# Work request:
Please report each line of the data below that contains "rules".

# Dataset content:
//! Rule-based bill extraction.

use serde::Serialize;
use tracing::{debug, info, trace, warn};

use super::layout::BillLayout;
use super::rules::FieldMismatch;
use super::{BillExtractor, Result};
use crate::document::BillDocument;
use crate::error::ExtractionError;
use crate::models::bill::BillRecord;

/// Result of extracting one bill.
#[derive(Debug, Clone, Serialize)]
pub struct Extraction {
    /// The extracted record.
    pub record: BillRecord,
    /// Fields left empty, with the reason.
    pub mismatches: Vec<FieldMismatch>,
}

impl Extraction {
    /// Whether every rule produced a value.
    pub fn is_complete(&self) -> bool {
        self.mismatches.is_empty()
    }
}

/// Applies a [`BillLayout`]'s rules in order.
pub struct RuleExtractor {
    layout: &'static BillLayout,
    /// Reject text without the layout's signature.
    require_signature: bool,
}

impl RuleExtractor {
    /// Create an extractor for a layout, with the signature check on.
    pub fn new(layout: &'static BillLayout) -> Self {
        Self {
            layout,
            require_signature: true,
        }
    }

    /// Set the signature check.
    pub fn with_signature_check(mut self, require: bool) -> Self {
        self.require_signature = require;
        self
    }

    /// Apply the rules to the text of a single bill.
    pub fn extract_bill(&self, bill: &BillDocument) -> Result<Extraction> {
        let file = bill.file_name();
        let mut record = BillRecord::new(file.clone());
        let mut mismatches = Vec::new();

        for rule in &self.layout.rules {
            match rule.apply(bill) {
                Ok(Some(value)) => {
                    if !record.set(rule.field, value) {
                        // Rule tables pair each field with a normalizer of its kind.
                        warn!("{}: {} produced a value of the wrong type", file, rule.field);
                    }
                }
                Ok(None) => trace!("{}: {} not on this bill", file, rule.field),
                Err(mismatch) => {
                    warn!("{}: field {}", file, mismatch);
                    mismatches.push(mismatch);
                }
            }
        }

        if record.populated() == 0 {
            return Err(ExtractionError::NoFields);
        }

        info!(
            "{}: extracted {}/{} fields",
            file,
            record.populated(),
            self.layout.rules.len()
        );

        Ok(Extraction { record, mismatches })
    }
}

impl BillExtractor for RuleExtractor {
    fn extract(&self, document: &BillDocument) -> Result<Vec<Extraction>> {
        let file = document.file_name();

        if self.require_signature && !self.layout.signature.is_match(&document.text) {
            debug!("{}: no {} signature", file, self.layout.name);
            return Err(ExtractionError::NotABill);
        }

        let bills = document.split_bills(self.layout.signature, self.layout.tables);
        if bills.len() == 1 {
            return self.extract_bill(&bills[0]).map(|extraction| vec![extraction]);
        }

        info!("{}: {} bills", file, bills.len());
        let mut extractions = Vec::with_capacity(bills.len());
        for (number, bill) in (1..).zip(&bills) {
            match self.extract_bill(bill) {
                Ok(extraction) => extractions.push(extraction),
                Err(e) => warn!("{}: bill {} of {}: {}", file, number, bills.len(), e),
            }
        }

        if extractions.is_empty() {
            return Err(ExtractionError::NoFields);
        }
        Ok(extractions)
    }
}

#[cfg(test)]
mod tests {
    use super::*;
    use crate::bill::layout::CSG;
    use crate::bill::rules::MismatchReason;
    use crate::models::bill::{Field, FieldValue, ReadingColumn, ReadingType};
    use crate::pdf::PdfPage;
    use chrono::NaiveDate;
    use pretty_assertions::assert_eq;
    use rust_decimal::Decimal;
    use std::str::FromStr;

    const FLAT_BILL: &str = "\
中国南方电网公司 广东电网公司 电费通知单
尊敬的：某某科技有限公司
用户编号：0300012345678 结算户号：0300087654321
结算户名：某某科技有限公司 计量点编号：000123456
基本信息
市场化属性分类：直接交易 用电类别：大工业用电
用电开始时间：20240301 用电结束时间：20240331
电量信息
表计资产编号 示数类型 上次表示数 本次表示数 倍率抄见电量
 (千瓦时)换表电量
 (千瓦时)退补电量
 (千瓦时)变/线损
电量公摊电量
 (千瓦时)免费电量
 (千瓦时)分表电量
 (千瓦时)合计电量
 (千瓦时)
0300SG0012345 有功总 1200.50 1300.50 80 8000.00 0.00 0.00 120.00 0.00 0.00 0.00 8120.00
0300SG0012345 无功总 300.00 320.00 80 1600.00 0.00 0.00 24.00 0.00 0.00 1624.00
电费信息
(1)应收电费合计（大写）：伍仟肆佰叁拾贰元壹角整
应收电费合计（小写）：5,432.10 元
平均电价：0.6690 (元/千瓦时)
";

    const TIME_OF_USE_BILL: &str = "\
中国南方电网公司 广西电网公司 电费通知单
尊敬的：某某制造厂
用户编号：0400011112222 结算户号：0400033334444
结算户名：某某制造厂 计量点编号：000765432
市场化属性分类：代理购电 用电类别：一般工商业
用电开始时间：2024-04-01 用电结束时间：2024-04-30
表计资产编号 示数类型 上次表示数 本次表示数 倍率抄见电量(千瓦时) 换表电量(千瓦时) 退补电量(千瓦时) 变/线损电量(千瓦时) 公摊电量(千瓦时) 免费电量(千瓦时) 分表电量(千瓦时) 尖峰调整电量(千瓦时) 合计电量(千瓦时)
0400SG
0099887 尖 10.00 12.00 100 200.00 0.00 0.00 0.00 0.00 0.00 0.00 5.00 205.00
0400SG0099887 峰 50.00 58.00 100 800.00 0.00 0.00 0.00 0.00 0.00 0.00 -5.00 795.00
0400SG0099887 平 70.00 80.00 100 1000.00 0.00 0.00 0.00 0.00 0.00 0.00 1000.00
0400SG0099887 谷 30.00 36.00 100 600.00 0.00 0.00 0.00 0.00 0.00 0.00 600.00
0400SG0099887 无功总 5.00 6.00 100 100.00 0.00 0.00 0.00 0.00 0.00 100.00
应收电费合计（大写）：壹仟柒佰元整
应收电费合计（小写）：1700.00元
平均电价：0.6071(元/千瓦时)
";

    fn dec(s: &str) -> Decimal {
        Decimal::from_str(s).unwrap()
    }

    fn extract(text: &str) -> Result<Extraction> {
        let document = BillDocument::from_text("bill.pdf", text, CSG.tables);
        let mut extractions = RuleExtractor::new(&CSG).extract(&document)?;
        assert_eq!(extractions.len(), 1);
        Ok(extractions.remove(0))
    }

    fn missing_summary(record: &BillRecord) -> Vec<Field> {
        record.missing_fields().into_iter().filter(|f| !f.is_reading()).collect()
    }

    fn reading(record: &BillRecord, reading: ReadingType, column: ReadingColumn) -> Option<Decimal> {
        record.decimal(Field::Reading(reading, column))
    }

    #[test]
    fn test_flat_bill_populates_every_field() {
        let extraction = extract(FLAT_BILL).unwrap();
        let record = &extraction.record;

        assert_eq!(extraction.mismatches, vec![]);
        assert_eq!(missing_summary(record), vec![]);
        assert_eq!(record.file, "bill.pdf");
        assert_eq!(record.text(Field::Customer), Some("某某科技有限公司"));
        assert_eq!(record.text(Field::CustomerNumber), Some("0300012345678"));
        assert_eq!(record.text(Field::SettlementAccount), Some("0300087654321"));
        assert_eq!(record.text(Field::MeteringPoint), Some("000123456"));
        assert_eq!(record.text(Field::UsageCategory), Some("大工业用电"));
        assert_eq!(record.date(Field::PeriodStart), NaiveDate::from_ymd_opt(2024, 3, 1));
        assert_eq!(record.date(Field::PeriodEnd), NaiveDate::from_ymd_opt(2024, 3, 31));
        assert_eq!(record.text(Field::MeterAssetNumber), Some("0300SG0012345"));
        assert_eq!(record.decimal(Field::Multiplier), Some(dec("80")));
        assert_eq!(record.decimal(Field::TotalActiveEnergy), Some(dec("8120.00")));
        assert_eq!(record.decimal(Field::TotalReactiveEnergy), Some(dec("1624.00")));
        assert_eq!(record.text(Field::AmountDueInWords), Some("伍仟肆佰叁拾贰元壹角整"));
        assert_eq!(record.decimal(Field::AmountDue), Some(dec("5432.10")));
        assert_eq!(record.decimal(Field::AveragePrice), Some(dec("0.6690")));
    }

    #[test]
    fn test_flat_bill_readings() {
        let record = extract(FLAT_BILL).unwrap().record;

        assert_eq!(
            record.text(Field::Reading(ReadingType::Active, ReadingColumn::AssetNumber)),
            Some("0300SG0012345")
        );
        assert_eq!(reading(&record, ReadingType::Active, ReadingColumn::PreviousReading), Some(dec("1200.50")));
        assert_eq!(reading(&record, ReadingType::Active, ReadingColumn::CurrentReading), Some(dec("1300.50")));
        assert_eq!(reading(&record, ReadingType::Active, ReadingColumn::MeteredEnergy), Some(dec("8000.00")));
        assert_eq!(reading(&record, ReadingType::Active, ReadingColumn::LossEnergy), Some(dec("120.00")));
        // 无功总 has no 免费电量 column; the cells after it stay aligned.
        assert_eq!(reading(&record, ReadingType::Reactive, ReadingColumn::LossEnergy), Some(dec("24.00")));
        assert_eq!(reading(&record, ReadingType::Reactive, ReadingColumn::SubMeterEnergy), Some(dec("0.00")));
        assert_eq!(reading(&record, ReadingType::Sharp, ReadingColumn::TotalEnergy), None);
    }

    #[test]
    fn test_time_of_use_readings() {
        let extraction = extract(TIME_OF_USE_BILL).unwrap();
        let record = &extraction.record;

        assert_eq!(extraction.mismatches, vec![]);
        assert_eq!(reading(record, ReadingType::Sharp, ReadingColumn::CurrentReading), Some(dec("12.00")));
        assert_eq!(reading(record, ReadingType::Sharp, ReadingColumn::PeakAdjustment), Some(dec("5.00")));
        assert_eq!(reading(record, ReadingType::Peak, ReadingColumn::PeakAdjustment), Some(dec("-5.00")));
        assert_eq!(reading(record, ReadingType::Peak, ReadingColumn::TotalEnergy), Some(dec("795.00")));
        assert_eq!(reading(record, ReadingType::Flat, ReadingColumn::SubMeterEnergy), Some(dec("0.00")));
        assert_eq!(reading(record, ReadingType::Valley, ReadingColumn::TotalEnergy), Some(dec("600.00")));
        assert_eq!(reading(record, ReadingType::Valley, ReadingColumn::Multiplier), Some(dec("100")));
        assert_eq!(reading(record, ReadingType::Active, ReadingColumn::PreviousReading), None);
    }

    #[test]
    fn test_sharp_row_without_adjustment() {
        let text = TIME_OF_USE_BILL.replace(
            "0099887 尖 10.00 12.00 100 200.00 0.00 0.00 0.00 0.00 0.00 0.00 5.00 205.00",
            "0099887 尖 10.00 12.00 100 200.00 0.00 0.00 0.00 0.00 0.00 0.00 200.00",
        );
        let extraction = extract(&text).unwrap();
        let record = &extraction.record;

        assert!(extraction.is_complete());
        assert_eq!(reading(record, ReadingType::Sharp, ReadingColumn::PeakAdjustment), None);
        assert_eq!(reading(record, ReadingType::Sharp, ReadingColumn::TotalEnergy), Some(dec("200.00")));
        assert_eq!(record.decimal(Field::TotalActiveEnergy), Some(dec("2595.00")));
    }

    #[test]
    fn test_each_bill_in_a_document_is_separate() {
        let first = FLAT_BILL
            .replace("尊敬的：某某科技有限公司", "尊敬的：甲公司")
            .replace("平均电价：0.6690 (元/千瓦时)", "");
        let second = FLAT_BILL
            .replace("尊敬的：某某科技有限公司", "尊敬的：乙公司")
            .replace("用户编号：0300012345678", "用户编号：0300000002")
            .replace("0.6690", "0.9999");
        let pages = vec![
            PdfPage { number: 1, text: first },
            PdfPage { number: 2, text: second },
        ];
        let document = BillDocument::from_pages("two.pdf", pages, CSG.tables);

        let extractions = RuleExtractor::new(&CSG).extract(&document).unwrap();
        assert_eq!(extractions.len(), 2);

        let (a, b) = (&extractions[0], &extractions[1]);
        assert_eq!(a.record.text(Field::Customer), Some("甲公司"));
        assert_eq!(a.record.text(Field::CustomerNumber), Some("0300012345678"));
        assert_eq!(a.record.decimal(Field::AveragePrice), None);
        assert_eq!(a.mismatches.len(), 1);
        assert_eq!(a.mismatches[0].field, Field::AveragePrice);

        assert_eq!(b.record.text(Field::Customer), Some("乙公司"));
        assert_eq!(b.record.text(Field::CustomerNumber), Some("0300000002"));
        assert_eq!(b.record.decimal(Field::AveragePrice), Some(dec("0.9999")));
        assert!(b.is_complete());
        assert_eq!(b.record.file, "two.pdf");
    }

    #[test]
    fn test_time_of_use_bill_sums_active_energy() {
        let extraction = extract(TIME_OF_USE_BILL).unwrap();
        let record = &extraction.record;

        assert!(extraction.is_complete());
        assert_eq!(record.decimal(Field::TotalActiveEnergy), Some(dec("2600.00")));
        assert_eq!(record.decimal(Field::TotalReactiveEnergy), Some(dec("100.00")));
        assert_eq!(record.text(Field::MeterAssetNumber), Some("0400SG0099887"));
        assert_eq!(record.decimal(Field::Multiplier), Some(dec("100")));
        assert_eq!(record.date(Field::PeriodStart), NaiveDate::from_ymd_opt(2024, 4, 1));
        assert_eq!(record.decimal(Field::AmountDue), Some(dec("1700.00")));
    }

    #[test]
    fn test_missing_field_is_isolated() {
        let text = FLAT_BILL.replace("平均电价：0.6690 (元/千瓦时)", "");
        let extraction = extract(&text).unwrap();

        assert_eq!(missing_summary(&extraction.record), vec![Field::AveragePrice]);
        assert_eq!(extraction.mismatches.len(), 1);
        assert_eq!(extraction.mismatches[0].reason, MismatchReason::NoMatch);
        assert_eq!(
            extraction.record.get(Field::AmountDue),
            Some(&FieldValue::Decimal(dec("5432.10")))
        );
    }

    #[test]
    fn test_unparseable_date_is_a_mismatch() {
        let text = FLAT_BILL.replace("用电结束时间：20240331", "用电结束时间：20241331");
        let extraction = extract(&text).unwrap();

        assert_eq!(missing_summary(&extraction.record), vec![Field::PeriodEnd]);
        assert_eq!(
            extraction.mismatches[0].reason,
            MismatchReason::Invalid { value: "20241331".into() }
        );
    }

    #[test]
    fn test_text_without_signature_is_not_a_bill() {
        let text = FLAT_BILL.replace("中国南方电网公司 广东电网公司 电费通知单", "");
        assert!(matches!(extract(&text), Err(ExtractionError::NotABill)));

        let document = BillDocument::from_text("bill.pdf", &text, CSG.tables);
        let extractions = RuleExtractor::new(&CSG)
            .with_signature_check(false)
            .extract(&document)
            .unwrap();
        assert_eq!(extractions.len(), 1);
        assert!(extractions[0].is_complete());
    }

    #[test]
    fn test_no_matching_fields_is_unreadable() {
        let text = "中国南方电网公司 广东电网公司 电费通知单\n本页无内容";
        assert!(matches!(extract(text), Err(ExtractionError::NoFields)));
    }

    #[test]
    fn test_missing_reactive_row_is_isolated() {
        let text = FLAT_BILL.replace(
            "0300SG0012345 无功总 300.00 320.00 80 1600.00 0.00 0.00 24.00 0.00 0.00 1624.00\n",
            "",
        );
        let extraction = extract(&text).unwrap();
        let record = &extraction.record;

        assert_eq!(missing_summary(record), vec![Field::TotalReactiveEnergy]);
        assert_eq!(extraction.mismatches.len(), 1);
        assert_eq!(extraction.mismatches[0].field, Field::TotalReactiveEnergy);
        assert_eq!(record.decimal(Field::TotalActiveEnergy), Some(dec("8120.00")));
        assert_eq!(reading(record, ReadingType::Reactive, ReadingColumn::CurrentReading), None);
    }
}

# Result of the task:
use super::rules::FieldMismatch;
/// Applies a [`BillLayout`]'s rules in order.
    /// Apply the rules to the text of a single bill.
        for rule in &self.layout.rules {
            self.layout.rules.len()
    use crate::bill::rules::MismatchReason;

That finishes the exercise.